→ PROVIDED DATA
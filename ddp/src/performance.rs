use std::fmt;

use crate::Scalar;

/// Cost and constraint violation of one rollout.
#[derive(Debug, Clone, Default, PartialEq)]
pub struct PerformanceIndex {
    /// `total_cost + ½ μ (sum of constraint errors)`, the line search criterion.
    pub merit: Scalar,
    /// Intermediate, pre-jump and final costs.
    pub total_cost: Scalar,
    /// ∫ ‖h(x)‖² dt of the state-only equality constraints.
    pub state_eq_constraint_ise: Scalar,
    /// Σ ‖h(x)‖² of the pre-jump and final state-only equality constraints.
    pub state_eq_final_constraint_sse: Scalar,
    /// ∫ ‖g(x, u)‖² dt of the state-input equality constraints.
    pub state_input_eq_constraint_ise: Scalar,
    /// ∫ ‖min(c(x, u), 0)‖² dt of the inequality constraints.
    pub inequality_constraint_ise: Scalar,
}

impl PerformanceIndex {
    /// Recomputes `merit` for the penalty coefficient `mu`.
    pub fn update_merit(&mut self, mu: Scalar) {
        self.merit = self.total_cost
            + 0.5
                * mu
                * (self.state_eq_constraint_ise
                    + self.state_eq_final_constraint_sse
                    + self.state_input_eq_constraint_ise
                    + self.inequality_constraint_ise);
    }
}

impl fmt::Display for PerformanceIndex {
    fn fmt(&self, f: &mut fmt::Formatter<'_>) -> fmt::Result {
        write!(
            f,
            "merit: {:.6e}, cost: {:.6e}, state-input eq ISE: {:.3e}, state eq ISE: {:.3e}, state eq final SSE: {:.3e}, ineq ISE: {:.3e}",
            self.merit,
            self.total_cost,
            self.state_input_eq_constraint_ise,
            self.state_eq_constraint_ise,
            self.state_eq_final_constraint_sse,
            self.inequality_constraint_ise,
        )
    }
}

/// Trapezoidal rule over a sampled trajectory. Zero-length intervals
/// (repeated event times) contribute nothing.
pub fn trapezoidal_integral(times: &[Scalar], values: &[Scalar]) -> Scalar {
    times
        .windows(2)
        .zip(values.windows(2))
        .map(|(t, v)| 0.5 * (t[1] - t[0]) * (v[0] + v[1]))
        .sum()
}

→ WHAT THIS TASK INVOLVES
The required output is every line from the one that holds "pub fn trapezoidal_integral(times: &[Scalar], values: &[Scalar])" through the last line of the listing above, retyped exactly and with nothing else.

→ RESULT
pub fn trapezoidal_integral(times: &[Scalar], values: &[Scalar]) -> Scalar {
    times
        .windows(2)
        .zip(values.windows(2))
        .map(|(t, v)| 0.5 * (t[1] - t[0]) * (v[0] + v[1]))
        .sum()
}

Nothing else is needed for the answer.